PROBLEM DESCRIPTION: Copy out, from the data below, each line in which the word "should" occurs.

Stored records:

*** Begin section ***

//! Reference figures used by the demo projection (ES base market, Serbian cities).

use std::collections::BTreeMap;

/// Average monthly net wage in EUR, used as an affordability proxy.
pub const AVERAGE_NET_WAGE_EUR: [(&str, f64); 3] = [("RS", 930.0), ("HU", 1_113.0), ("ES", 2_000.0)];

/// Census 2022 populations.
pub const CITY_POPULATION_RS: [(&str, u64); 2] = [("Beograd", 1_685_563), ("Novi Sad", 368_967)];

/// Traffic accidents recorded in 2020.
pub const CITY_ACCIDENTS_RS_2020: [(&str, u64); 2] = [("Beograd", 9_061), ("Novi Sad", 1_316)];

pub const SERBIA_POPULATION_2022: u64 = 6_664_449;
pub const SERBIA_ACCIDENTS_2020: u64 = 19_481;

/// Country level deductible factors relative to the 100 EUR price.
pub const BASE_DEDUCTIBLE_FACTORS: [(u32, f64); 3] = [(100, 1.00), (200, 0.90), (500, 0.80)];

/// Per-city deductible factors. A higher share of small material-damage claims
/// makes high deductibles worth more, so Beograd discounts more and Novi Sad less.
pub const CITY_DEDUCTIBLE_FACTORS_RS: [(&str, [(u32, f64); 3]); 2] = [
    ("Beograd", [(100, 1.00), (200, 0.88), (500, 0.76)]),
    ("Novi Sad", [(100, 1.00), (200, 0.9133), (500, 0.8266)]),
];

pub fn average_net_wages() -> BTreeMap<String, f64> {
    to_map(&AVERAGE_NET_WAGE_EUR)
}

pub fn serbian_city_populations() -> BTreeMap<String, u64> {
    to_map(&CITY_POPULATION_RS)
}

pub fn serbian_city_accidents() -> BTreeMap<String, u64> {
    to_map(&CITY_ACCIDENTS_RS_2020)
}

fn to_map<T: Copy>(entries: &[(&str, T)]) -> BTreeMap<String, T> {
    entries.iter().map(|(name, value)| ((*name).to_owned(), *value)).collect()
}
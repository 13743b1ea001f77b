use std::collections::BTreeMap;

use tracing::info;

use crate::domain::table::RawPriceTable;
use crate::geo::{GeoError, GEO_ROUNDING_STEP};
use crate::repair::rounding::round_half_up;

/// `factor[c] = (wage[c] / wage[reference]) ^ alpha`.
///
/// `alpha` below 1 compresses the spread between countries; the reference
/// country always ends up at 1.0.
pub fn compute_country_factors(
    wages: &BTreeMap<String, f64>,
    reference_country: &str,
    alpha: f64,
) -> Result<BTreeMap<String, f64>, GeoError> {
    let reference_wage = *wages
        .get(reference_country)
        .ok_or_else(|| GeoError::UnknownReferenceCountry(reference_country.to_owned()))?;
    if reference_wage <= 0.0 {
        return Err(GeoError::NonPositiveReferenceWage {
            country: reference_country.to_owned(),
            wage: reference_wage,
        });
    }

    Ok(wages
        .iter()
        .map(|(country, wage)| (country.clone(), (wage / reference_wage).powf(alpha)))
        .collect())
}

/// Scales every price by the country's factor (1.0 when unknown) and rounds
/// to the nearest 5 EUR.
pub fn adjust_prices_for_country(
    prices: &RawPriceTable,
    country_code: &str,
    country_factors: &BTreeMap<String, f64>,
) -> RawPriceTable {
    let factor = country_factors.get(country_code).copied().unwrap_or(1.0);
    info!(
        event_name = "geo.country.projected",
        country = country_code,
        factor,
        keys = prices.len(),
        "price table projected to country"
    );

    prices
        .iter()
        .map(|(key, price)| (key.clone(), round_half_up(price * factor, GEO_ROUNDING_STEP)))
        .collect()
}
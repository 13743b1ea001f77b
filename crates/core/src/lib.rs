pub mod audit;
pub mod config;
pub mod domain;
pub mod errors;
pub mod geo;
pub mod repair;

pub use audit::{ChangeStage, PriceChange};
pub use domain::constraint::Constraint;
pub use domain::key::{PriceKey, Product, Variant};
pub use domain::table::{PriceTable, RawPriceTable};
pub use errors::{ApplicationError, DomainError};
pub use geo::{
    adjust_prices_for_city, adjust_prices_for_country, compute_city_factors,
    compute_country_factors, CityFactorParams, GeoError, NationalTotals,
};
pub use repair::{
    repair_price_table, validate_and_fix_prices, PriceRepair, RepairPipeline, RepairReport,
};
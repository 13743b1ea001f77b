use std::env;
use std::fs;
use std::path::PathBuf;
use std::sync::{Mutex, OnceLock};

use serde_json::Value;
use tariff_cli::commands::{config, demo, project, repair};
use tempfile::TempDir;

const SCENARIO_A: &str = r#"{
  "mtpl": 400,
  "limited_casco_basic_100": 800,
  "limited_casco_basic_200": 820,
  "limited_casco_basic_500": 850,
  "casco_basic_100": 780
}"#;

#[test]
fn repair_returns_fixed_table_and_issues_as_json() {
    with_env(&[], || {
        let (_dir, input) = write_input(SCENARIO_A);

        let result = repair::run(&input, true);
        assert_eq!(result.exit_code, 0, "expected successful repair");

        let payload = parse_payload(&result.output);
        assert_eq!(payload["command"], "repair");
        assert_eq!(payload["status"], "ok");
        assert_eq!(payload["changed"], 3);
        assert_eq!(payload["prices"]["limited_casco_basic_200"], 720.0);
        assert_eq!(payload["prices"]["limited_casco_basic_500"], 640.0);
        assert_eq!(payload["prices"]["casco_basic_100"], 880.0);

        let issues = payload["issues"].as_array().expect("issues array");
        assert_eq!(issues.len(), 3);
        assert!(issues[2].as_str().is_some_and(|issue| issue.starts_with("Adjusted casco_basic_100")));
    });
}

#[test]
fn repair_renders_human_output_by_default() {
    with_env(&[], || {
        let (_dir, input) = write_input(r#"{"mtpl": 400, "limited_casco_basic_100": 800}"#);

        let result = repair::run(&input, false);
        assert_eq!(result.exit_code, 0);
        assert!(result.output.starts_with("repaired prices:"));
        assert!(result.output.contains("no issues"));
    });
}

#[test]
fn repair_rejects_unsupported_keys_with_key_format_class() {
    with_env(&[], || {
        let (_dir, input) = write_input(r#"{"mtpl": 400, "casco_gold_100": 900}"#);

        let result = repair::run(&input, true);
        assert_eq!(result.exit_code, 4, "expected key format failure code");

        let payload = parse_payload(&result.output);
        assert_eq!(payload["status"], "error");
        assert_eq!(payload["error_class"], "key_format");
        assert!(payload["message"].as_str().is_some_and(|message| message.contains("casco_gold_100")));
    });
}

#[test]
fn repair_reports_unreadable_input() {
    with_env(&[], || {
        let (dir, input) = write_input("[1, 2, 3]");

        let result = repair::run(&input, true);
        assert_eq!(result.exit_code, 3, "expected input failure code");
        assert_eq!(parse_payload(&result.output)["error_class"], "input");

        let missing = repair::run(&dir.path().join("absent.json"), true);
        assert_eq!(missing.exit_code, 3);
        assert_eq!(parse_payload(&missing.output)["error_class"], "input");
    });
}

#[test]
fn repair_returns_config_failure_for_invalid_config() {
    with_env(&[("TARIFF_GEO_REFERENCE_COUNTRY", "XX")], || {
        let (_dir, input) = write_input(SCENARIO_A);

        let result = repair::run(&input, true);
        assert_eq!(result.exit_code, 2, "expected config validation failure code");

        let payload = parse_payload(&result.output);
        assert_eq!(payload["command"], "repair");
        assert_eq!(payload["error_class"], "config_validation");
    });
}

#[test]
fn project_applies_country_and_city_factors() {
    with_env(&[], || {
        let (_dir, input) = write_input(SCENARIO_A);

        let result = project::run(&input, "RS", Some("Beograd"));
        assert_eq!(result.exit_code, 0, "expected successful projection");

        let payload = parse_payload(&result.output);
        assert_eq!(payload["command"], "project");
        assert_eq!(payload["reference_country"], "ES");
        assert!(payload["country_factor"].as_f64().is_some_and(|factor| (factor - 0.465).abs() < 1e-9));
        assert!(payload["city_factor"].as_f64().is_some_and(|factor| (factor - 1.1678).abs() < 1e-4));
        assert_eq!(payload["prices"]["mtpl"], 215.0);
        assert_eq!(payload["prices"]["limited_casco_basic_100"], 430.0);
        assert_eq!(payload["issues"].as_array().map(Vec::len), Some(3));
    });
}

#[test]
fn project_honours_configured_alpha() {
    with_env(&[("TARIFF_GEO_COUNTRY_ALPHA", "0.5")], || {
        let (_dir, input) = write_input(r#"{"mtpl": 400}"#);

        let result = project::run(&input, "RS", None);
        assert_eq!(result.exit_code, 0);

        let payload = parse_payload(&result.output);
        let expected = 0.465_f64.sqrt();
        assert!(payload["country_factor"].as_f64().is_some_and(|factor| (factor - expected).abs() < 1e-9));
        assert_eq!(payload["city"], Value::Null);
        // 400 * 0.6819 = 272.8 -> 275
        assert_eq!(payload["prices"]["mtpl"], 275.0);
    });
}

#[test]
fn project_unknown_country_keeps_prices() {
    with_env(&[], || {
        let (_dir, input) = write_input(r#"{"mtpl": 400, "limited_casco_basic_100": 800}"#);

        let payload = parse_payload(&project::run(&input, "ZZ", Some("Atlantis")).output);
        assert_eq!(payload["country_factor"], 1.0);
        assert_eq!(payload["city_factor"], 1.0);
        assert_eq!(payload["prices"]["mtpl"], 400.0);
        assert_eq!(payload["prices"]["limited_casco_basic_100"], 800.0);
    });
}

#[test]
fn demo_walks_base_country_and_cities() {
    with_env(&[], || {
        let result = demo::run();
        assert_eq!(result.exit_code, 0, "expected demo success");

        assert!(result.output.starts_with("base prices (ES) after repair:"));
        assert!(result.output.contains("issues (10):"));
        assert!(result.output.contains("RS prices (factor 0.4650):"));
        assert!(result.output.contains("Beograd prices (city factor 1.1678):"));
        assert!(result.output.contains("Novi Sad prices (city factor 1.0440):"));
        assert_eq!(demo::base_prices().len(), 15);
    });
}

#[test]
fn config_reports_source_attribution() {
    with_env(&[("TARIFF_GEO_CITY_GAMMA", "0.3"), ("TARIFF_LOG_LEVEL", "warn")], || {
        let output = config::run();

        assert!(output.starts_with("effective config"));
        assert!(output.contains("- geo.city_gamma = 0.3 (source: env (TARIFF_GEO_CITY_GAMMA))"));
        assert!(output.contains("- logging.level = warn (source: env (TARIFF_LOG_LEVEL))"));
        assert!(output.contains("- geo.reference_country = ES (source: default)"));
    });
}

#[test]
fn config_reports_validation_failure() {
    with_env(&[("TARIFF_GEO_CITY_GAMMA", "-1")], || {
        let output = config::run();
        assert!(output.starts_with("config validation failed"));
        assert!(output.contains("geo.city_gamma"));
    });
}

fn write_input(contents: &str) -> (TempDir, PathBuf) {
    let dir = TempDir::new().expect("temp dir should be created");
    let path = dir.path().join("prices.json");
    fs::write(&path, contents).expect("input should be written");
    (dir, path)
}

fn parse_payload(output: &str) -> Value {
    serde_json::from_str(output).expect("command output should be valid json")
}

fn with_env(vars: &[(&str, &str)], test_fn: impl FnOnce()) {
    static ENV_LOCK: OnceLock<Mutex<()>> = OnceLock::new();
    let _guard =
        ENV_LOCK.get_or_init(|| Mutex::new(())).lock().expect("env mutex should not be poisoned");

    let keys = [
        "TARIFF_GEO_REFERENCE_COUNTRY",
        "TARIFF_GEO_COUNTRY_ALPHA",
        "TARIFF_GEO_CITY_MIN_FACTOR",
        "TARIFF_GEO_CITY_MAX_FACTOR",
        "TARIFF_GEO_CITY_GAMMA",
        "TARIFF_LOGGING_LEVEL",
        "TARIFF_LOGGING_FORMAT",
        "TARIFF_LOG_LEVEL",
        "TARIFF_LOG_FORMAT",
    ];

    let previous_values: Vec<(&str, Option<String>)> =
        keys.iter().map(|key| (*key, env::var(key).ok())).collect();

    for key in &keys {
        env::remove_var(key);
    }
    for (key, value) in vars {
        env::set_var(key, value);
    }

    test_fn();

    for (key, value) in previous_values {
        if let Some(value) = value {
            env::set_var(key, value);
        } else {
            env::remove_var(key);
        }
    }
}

*** End section ***

RESULT:
    let dir = TempDir::new().expect("temp dir should be created");
    fs::write(&path, contents).expect("input should be written");
    serde_json::from_str(output).expect("command output should be valid json")
        ENV_LOCK.get_or_init(|| Mutex::new(())).lock().expect("env mutex should not be poisoned");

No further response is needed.